By J. S. Porter, Hamilton, Ontario - www.spiritbookword.net  

I didn’t know George Grant the way his nephew and former Liberal leader Michael Ignatieff knew him --

“As for my uncle George, my mother’s brother, he was a huge presence in my childhood: gigantic, shambling, disheveled… We disagreed about everything, but I found him irresistible and magnetic. It was hard not to be entranced by someone who sang out loud to operas on the stereo and, after motioning for reverent silence whenever the quintet in Mozart’s Cosi fan tutti was sung, bent his head and listened in tears.” (Michael Ignatieff, ‘True Patriot Love: Four Generations in Search of Canada’).

I didn’t know him the way his student, friend and editor Art Davis knew him -- 

“Every night we saw Dr. Grant leaving the library with armloads of books piled up to his nose covering a bewildering sweep of politics, religion, science and technology, economics and business, poetry and novels. This wide reading was driven by the same fire we saw in our classes.” 

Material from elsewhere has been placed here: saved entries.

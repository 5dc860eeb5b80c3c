//! Reusable test helpers for HTTP integration tests.
//!
//! Provides `TestApp` for building and sending requests through the full axum
//! router, with a scripted in-process QR transport in place of the bridge.
#![allow(dead_code)]

use std::sync::atomic::{AtomicUsize, Ordering};
use std::sync::{Arc, Mutex};
use std::time::Duration;

use async_trait::async_trait;
use axum::body::Body;
use axum::http::{self, header, Method, Request, Response};
use axum::Router;
use http_body_util::BodyExt;
use tokio_util::sync::CancellationToken;
use tower::ServiceExt;

use gw_server::api::{create_router, AppState};
use gw_server::config::Config;
use gw_server::handshake::{
    ApiKeySource, HandshakeController, QrTransport, ScanStatus, StaticApiKeys, TransportError,
};
use gw_server::sessions::SessionRegistry;
use gw_server::webhooks::{
    spawn_event_forwarder, WebhookConfigStore, WebhookDispatcher, WebhookSender,
};

// ============================================================================
// Fake transport
// ============================================================================

/// QR transport that issues `qr-1`, `qr-2`, ... unless scripted otherwise.
#[derive(Default)]
pub struct FakeTransport {
    calls: AtomicUsize,
    scripted: Mutex<Option<Result<Option<Vec<u8>>, TransportError>>>,
    scanned: Mutex<bool>,
}

impl FakeTransport {
    /// Make every following `request_token` return `result`.
    pub fn respond_with(&self, result: Result<Option<Vec<u8>>, TransportError>) {
        *self.scripted.lock().unwrap() = Some(result);
    }

    /// Go back to issuing numbered tokens.
    pub fn issue_tokens(&self) {
        *self.scripted.lock().unwrap() = None;
    }

    pub fn set_scanned(&self, scanned: bool) {
        *self.scanned.lock().unwrap() = scanned;
    }

    /// Number of `request_token` calls so far.
    pub fn calls(&self) -> usize {
        self.calls.load(Ordering::SeqCst)
    }
}

#[async_trait]
impl QrTransport for FakeTransport {
    async fn request_token(&self, _agent_id: &str) -> Result<Option<Vec<u8>>, TransportError> {
        let n = self.calls.fetch_add(1, Ordering::SeqCst) + 1;
        self.scripted
            .lock()
            .unwrap()
            .clone()
            .unwrap_or_else(|| Ok(Some(format!("qr-{n}").into_bytes())))
    }

    async fn scan_status(&self, _agent_id: &str) -> Result<ScanStatus, TransportError> {
        Ok(if *self.scanned.lock().unwrap() {
            ScanStatus::Authenticated
        } else {
            ScanStatus::Pending
        })
    }
}

// ============================================================================
// TestApp
// ============================================================================

pub struct TestApp {
    pub router: Router,
    pub state: AppState,
    pub config: Config,
    pub transport: Arc<FakeTransport>,
}

impl TestApp {
    /// Create a new test app with in-memory state.
    pub async fn new() -> Self {
        Self::with_config(Config::default_for_test())
    }

    /// Create a test app from a custom configuration.
    pub fn with_config(config: Config) -> Self {
        let transport = Arc::new(FakeTransport::default());
        let registry = Arc::new(SessionRegistry::new(None));
        let controller = HandshakeController::new(
            registry,
            Arc::clone(&transport) as Arc<dyn QrTransport>,
            config.qr_refresh_interval(),
        );
        let sender = WebhookSender::new(
            Duration::from_secs(config.webhook_timeout_secs),
            config.webhook_max_attempts,
            Duration::from_millis(config.webhook_backoff_ms),
        )
        .expect("Failed to build webhook sender");
        let dispatcher = WebhookDispatcher::new(Arc::new(WebhookConfigStore::new(None)), sender);
        let api_keys: Arc<dyn ApiKeySource> =
            Arc::new(StaticApiKeys::new(config.active_api_keys.clone()));

        let state = AppState::new(config.clone(), controller, dispatcher, api_keys);
        let router = create_router(state.clone());

        Self {
            router,
            state,
            config,
            transport,
        }
    }

    /// Forward lifecycle events to webhooks. Cancel the token to stop.
    pub fn spawn_forwarder(&self) -> CancellationToken {
        let shutdown = CancellationToken::new();
        spawn_event_forwarder(
            self.state.webhooks.clone(),
            self.state.sessions.subscribe(),
            shutdown.clone(),
        );
        shutdown
    }

    /// Build a request with the given method and URI.
    pub fn request(method: Method, uri: &str) -> http::request::Builder {
        Request::builder().method(method).uri(uri)
    }

    /// Send a request through the router via `tower::ServiceExt::oneshot`.
    pub async fn oneshot(&self, request: Request<Body>) -> Response<Body> {
        self.router
            .clone()
            .oneshot(request)
            .await
            .expect("oneshot request failed")
    }

    pub async fn get(&self, uri: &str) -> Response<Body> {
        self.oneshot(Self::request(Method::GET, uri).body(Body::empty()).unwrap())
            .await
    }

    pub async fn delete(&self, uri: &str) -> Response<Body> {
        self.oneshot(
            Self::request(Method::DELETE, uri)
                .body(Body::empty())
                .unwrap(),
        )
        .await
    }

    pub async fn post(&self, uri: &str) -> Response<Body> {
        self.oneshot(Self::request(Method::POST, uri).body(Body::empty()).unwrap())
            .await
    }

    pub async fn post_json(&self, uri: &str, body: &serde_json::Value) -> Response<Body> {
        self.oneshot(
            Self::request(Method::POST, uri)
                .header(header::CONTENT_TYPE, "application/json")
                .body(Body::from(serde_json::to_vec(body).unwrap()))
                .unwrap(),
        )
        .await
    }

    /// Provision `agent_id` for user `u1` and return the response body.
    pub async fn create_session(&self, agent_id: &str) -> serde_json::Value {
        let resp = self
            .post_json(
                "/sessions",
                &serde_json::json!({
                    "userId": "u1",
                    "agentId": agent_id,
                    "agentName": "Bot",
                }),
            )
            .await;
        assert_eq!(resp.status(), 201, "session creation failed");
        body_to_json(resp).await
    }
}

// ============================================================================
// Response helpers
// ============================================================================

/// Parse a response body as JSON.
pub async fn body_to_json(response: Response<Body>) -> serde_json::Value {
    let bytes = response
        .into_body()
        .collect()
        .await
        .expect("Failed to collect response body")
        .to_bytes();
    serde_json::from_slice(&bytes).unwrap_or_else(|e| {
        let preview = String::from_utf8_lossy(&bytes);
        panic!("Failed to parse response as JSON: {e}\nBody: {preview}")
    })
}

/// Poll `check` every 10ms for up to two seconds.
pub async fn eventually<F, Fut>(mut check: F) -> bool
where
    F: FnMut() -> Fut,
    Fut: std::future::Future<Output = bool>,
{
    for _ in 0..200 {
        if check().await {
            return true;
        }
        tokio::time::sleep(Duration::from_millis(10)).await;
    }
    false
}
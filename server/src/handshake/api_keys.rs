//! Active API Keys
//!
//! Resolves the key a session uses when it is provisioned without one.

use std::collections::HashMap;
use std::sync::Arc;

use async_trait::async_trait;
use sqlx::PgPool;
use tracing::warn;

#[async_trait]
pub trait ApiKeySource: Send + Sync {
    /// The user's active key, if any.
    async fn active_key(&self, user_id: &str) -> Option<String>;
}

/// Keys configured through `ACTIVE_API_KEYS`.
#[derive(Debug, Clone, Default)]
pub struct StaticApiKeys {
    keys: HashMap<String, String>,
}

impl StaticApiKeys {
    pub const fn new(keys: HashMap<String, String>) -> Self {
        Self { keys }
    }
}

#[async_trait]
impl ApiKeySource for StaticApiKeys {
    async fn active_key(&self, user_id: &str) -> Option<String> {
        self.keys.get(user_id).cloned()
    }
}

/// Most recent active key from the `api_keys` table.
#[derive(Debug, Clone)]
pub struct PgApiKeys {
    pool: PgPool,
}

impl PgApiKeys {
    pub const fn new(pool: PgPool) -> Self {
        Self { pool }
    }
}

#[async_trait]
impl ApiKeySource for PgApiKeys {
    async fn active_key(&self, user_id: &str) -> Option<String> {
        let row: Result<Option<(String,)>, sqlx::Error> = sqlx::query_as(
            r"
            SELECT access_token FROM api_keys
            WHERE user_id = $1 AND is_active
            ORDER BY created_at DESC
            LIMIT 1
            ",
        )
        .bind(user_id)
        .fetch_optional(&self.pool)
        .await;

        match row {
            Ok(row) => row.map(|(token,)| token),
            Err(e) => {
                warn!(user_id, error = %e, "API key lookup failed");
                None
            }
        }
    }
}

/// Tries each source in order and returns the first key found.
#[derive(Clone, Default)]
pub struct ChainedApiKeys {
    sources: Vec<Arc<dyn ApiKeySource>>,
}

impl ChainedApiKeys {
    pub fn new() -> Self {
        Self::default()
    }

    #[must_use]
    pub fn with(mut self, source: Arc<dyn ApiKeySource>) -> Self {
        self.sources.push(source);
        self
    }
}

#[async_trait]
impl ApiKeySource for ChainedApiKeys {
    async fn active_key(&self, user_id: &str) -> Option<String> {
        for source in &self.sources {
            if let Some(key) = source.active_key(user_id).await {
                return Some(key);
            }
        }
        None
    }
}
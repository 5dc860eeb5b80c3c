//! API Error Body
//!
//! Every 4xx/5xx response from the gateway carries this shape:
//! `{ "error": { "code": "...", "message": "..." } }`.

use serde::{Deserialize, Serialize};

/// Error envelope returned by all API endpoints.
#[derive(Debug, Clone, PartialEq, Eq, Serialize, Deserialize)]
pub struct ApiErrorBody {
    pub error: ApiErrorDetail,
}

/// Machine-readable code plus a human-readable message.
#[derive(Debug, Clone, PartialEq, Eq, Serialize, Deserialize)]
pub struct ApiErrorDetail {
    pub code: String,
    pub message: String,
}

impl ApiErrorBody {
    pub fn new(code: impl Into<String>, message: impl Into<String>) -> Self {
        Self {
            error: ApiErrorDetail {
                code: code.into(),
                message: message.into(),
            },
        }
    }
}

Art’s fascination began while he was a philosophy student at Dalhousie University in the late 1950s.

I don’t know Grant’s work with the balanced insight of poet-scholar George Elliott Clarke. In a review entitled “Vitriolic Quixote” in Canadian Literature (Autumn/Winter 2001), Clarke remarks on Grant’s love of “chivalric words like noble/nobility, excellence, virtue, and great.”

Clarke compliments Grant’s “choice balanced sentences” in essays that “remain fresh, pungent interrogations of ‘our’ assumptions.”

He also enucleates (a favourite Grantian word) Grant’s body of work: “to preserve the wisdom of ‘the ancients’ or ‘the great minds of the past’ (especially Plato) and the revelation of Christ against modernity’s terrific—and terrifying—mania for technique…”

Grant’s great contribution to thought is to see, through Heidegger’s eyes, that technology not only influences reality, it also determines it. It frames reality in such a way that it re-presents to us what is sayable, desirable and achievable.

I “knew” Grant from three brief encounters – in a swimming pool, an office and a lecture hall. I knew him the way a voyeur, an eavesdropper and a casual listener might know someone.

I once watched him tread water in the McMaster University swimming pool for 20 minutes. (He didn’t believe in lengths or working out.) I overheard him bellow out with gusto thoughts on bridge and Wyndham Lewis — the way I would imagine Orson Welles holding court. I listened to him lecture on the Vietnam War in 1969. I don’t remember the content, but the delivery was unforgettable, such was the breathlessness and urgency of his remarks.

And, I know him, the way most of us know the writing dead — by his legacy of words.

There are particular sentences in Grant’s writings that continue to resonate for me, continue to haunt me. They come from the Addendum to Two Theological Languages,” written in 1988 the year of his death:

“The great things of our existing are given us, not made by us and finally not to be understood as arbitrary accidents. Our making takes place within an ultimate givenness.”

Since reading this, I’ve consciously thought of my own givens, both personal and collective — my family and friends, my dogs, the weather, light, dark, water, wind, etc.

And I’ve continued to witness the power of the given in the lives of the next generation.

My five year old grandson Kaizen, for instance, is at home in the technological world. That’s good. But my worry has been that he may become closed off from the natural world.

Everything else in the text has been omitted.